Download or read book Faculty Experiences in Active Learning written by J. A. Keith-Le and published by . This book was released on 2020-05-15 with total page 190 pages. Available in PDF, EPUB and Kindle. Book excerpt: For decades, if not more, the pedagogy of choice for higher education was the lecture: students sat quietly in a large classroom, stared at the teacher while the teacher lectured about a subject some students knew nothing about. Students were discouraged from talking to fellow classmates and teachers, but were encouraged to take notes. However, with new technologies, including including computers, the internet, cell phones, smart devices, and social media, pedagogy has changed drastically.
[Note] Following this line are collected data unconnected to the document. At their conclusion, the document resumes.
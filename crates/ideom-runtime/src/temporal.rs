//! Temporal history: a bounded ring of recent activation snapshots.
//!
//! Index 0 is always the newest snapshot when weights are applied. The
//! default blending weight for slot `i` is `1 - i / capacity`, so the
//! newest snapshot counts fully and older ones fade linearly.

use ideom_core::error::{IdeomError, Result};
use ideom_core::snapshot::ActivationSnapshot;
use ideom_core::types::IdeomId;
use std::collections::{HashSet, VecDeque};

#[derive(Debug, Clone)]
pub struct TemporalHistory {
    /// Oldest at the front, newest at the back.
    snapshots: VecDeque<ActivationSnapshot>,
    capacity: usize,
    /// Blending weights, newest first. Always `capacity` long.
    weights: Vec<f64>,
}

impl TemporalHistory {
    /// A history with linearly decreasing weights. A capacity of zero is
    /// raised to one.
    pub fn new(capacity: usize) -> Self {
        let capacity = capacity.max(1);
        let weights = (0..capacity)
            .map(|i| 1.0 - i as f64 / capacity as f64)
            .collect();
        Self {
            snapshots: VecDeque::with_capacity(capacity),
            capacity,
            weights,
        }
    }

    /// A history with custom blending weights, newest first.
    pub fn with_weights(capacity: usize, weights: Vec<f64>) -> Result<Self> {
        if capacity == 0 {
            return Err(IdeomError::InvalidConfig(
                "temporal history capacity must be at least 1".into(),
            ));
        }
        if weights.len() != capacity {
            return Err(IdeomError::InvalidConfig(format!(
                "expected {} temporal weights, got {}",
                capacity,
                weights.len()
            )));
        }
        Ok(Self {
            snapshots: VecDeque::with_capacity(capacity),
            capacity,
            weights,
        })
    }

    /// Append a snapshot, evicting the oldest once over capacity.
    pub fn push(&mut self, snapshot: ActivationSnapshot) {
        self.snapshots.push_back(snapshot);
        while self.snapshots.len() > self.capacity {
            self.snapshots.pop_front();
        }
    }

    /// Collapse the history into one snapshot.
    ///
    /// Each stored activation contributes `activation * w_i` and the
    /// contributions merge by maximum. Matched prefab ids are unioned.
    pub fn blended(&self) -> ActivationSnapshot {
        let mut blended = ActivationSnapshot::new();
        for (i, snapshot) in self.newest_first().enumerate() {
            let weight = self.weights.get(i).copied().unwrap_or(0.0);
            for (id, level) in snapshot.iter() {
                let weighted = level * weight;
                if weighted > 0.0 {
                    blended.add_activation(id.clone(), weighted);
                }
            }
            for prefab in snapshot.active_prefabs() {
                blended.add_active_prefab(prefab.clone());
            }
        }
        blended
    }

    /// Activation of `id` in every stored snapshot, oldest to newest.
    pub fn trend(&self, id: &IdeomId) -> Vec<f64> {
        self.snapshots.iter().map(|s| s.activation(id)).collect()
    }

    /// Ideoms whose newest level exceeds their oldest by at least
    /// `threshold`. Needs two snapshots.
    pub fn increasing(&self, threshold: f64) -> Vec<IdeomId> {
        let (Some(oldest), Some(newest)) = (self.oldest(), self.latest()) else {
            return Vec::new();
        };
        if self.snapshots.len() < 2 {
            return Vec::new();
        }
        newest
            .iter()
            .filter(|(id, level)| level - oldest.activation(id) >= threshold)
            .map(|(id, _)| id.clone())
            .collect()
    }

    /// Ideoms whose oldest level exceeds their newest by at least
    /// `threshold`. Needs two snapshots.
    pub fn decreasing(&self, threshold: f64) -> Vec<IdeomId> {
        let (Some(oldest), Some(newest)) = (self.oldest(), self.latest()) else {
            return Vec::new();
        };
        if self.snapshots.len() < 2 {
            return Vec::new();
        }
        oldest
            .iter()
            .filter(|(id, level)| level - newest.activation(id) >= threshold)
            .map(|(id, _)| id.clone())
            .collect()
    }

    /// Ideoms at or above `threshold` in every stored snapshot.
    pub fn persistent(&self, threshold: f64) -> Vec<IdeomId> {
        self.seen_ids()
            .into_iter()
            .filter(|id| self.snapshots.iter().all(|s| s.activation(id) >= threshold))
            .collect()
    }

    /// Trend of every ideom seen so far, once at least `min_len`
    /// snapshots are stored.
    pub fn detect_patterns(&self, min_len: usize) -> Vec<(IdeomId, Vec<f64>)> {
        if self.snapshots.is_empty() || self.snapshots.len() < min_len {
            return Vec::new();
        }
        self.seen_ids()
            .into_iter()
            .map(|id| {
                let trend = self.trend(&id);
                (id, trend)
            })
            .collect()
    }

    /// Every ideom id in the history, in first-seen order.
    pub fn seen_ids(&self) -> Vec<IdeomId> {
        let mut seen = HashSet::new();
        self.snapshots
            .iter()
            .flat_map(|s| s.ids())
            .filter(|id| seen.insert((*id).clone()))
            .cloned()
            .collect()
    }

    pub fn latest(&self) -> Option<&ActivationSnapshot> {
        self.snapshots.back()
    }

    pub fn oldest(&self) -> Option<&ActivationSnapshot> {
        self.snapshots.front()
    }

    /// Stored snapshots, newest first.
    pub fn newest_first(&self) -> impl Iterator<Item = &ActivationSnapshot> + '_ {
        self.snapshots.iter().rev()
    }

    pub fn weights(&self) -> &[f64] {
        &self.weights
    }

    pub fn capacity(&self) -> usize {
        self.capacity
    }

    pub fn clear(&mut self) {
        self.snapshots.clear();
    }

    pub fn len(&self) -> usize {
        self.snapshots.len()
    }

    pub fn is_empty(&self) -> bool {
        self.snapshots.is_empty()
    }
}

impl Default for TemporalHistory {
    fn default() -> Self {
        Self::new(10)
    }
}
Students are now asked to multitask (listen, watch, read) not just take notes on the lecture. These changes require effective teaching pedagogy that engages multiple human technologies--speaking, hearing, responding, interacting, organizing, among others--a pedagogy that is called active learning. Faculty Experiences in Active Learning, a book authored by twenty-four faculty and administrators, works to ignite a culture of active learning in higher education at the University of North Carolina at Charlotte. UNC Charlotte has been working to become a national leader in active learning transformation since 2014. The University promotes the use of active learning pedagogy through a faculty community of practice called the Active Learning Academy and provides supporting spaces for active learning through construction and renovations of classrooms to be active learning centers. This book, authored by Active Learning Academy members, was written for higher education faculty and students planning to teach at the post-secondary level and is a guide for considering the diverse pathways that active learning can take based on student population, approach, discipline, and learning environment. The chapters in this book cover a range of topics on active learning: implementing logistics and strategies for getting started with active learning methods, using flipped classroom models, evaluating student engagement, addressing accessibility in active learning classrooms, and experimenting with adaptive academic technologies. Design patterns for planning active learning engagement in your classroom are provided along with examples of pitfalls that can occur with each activity and best practices for using activities successfully.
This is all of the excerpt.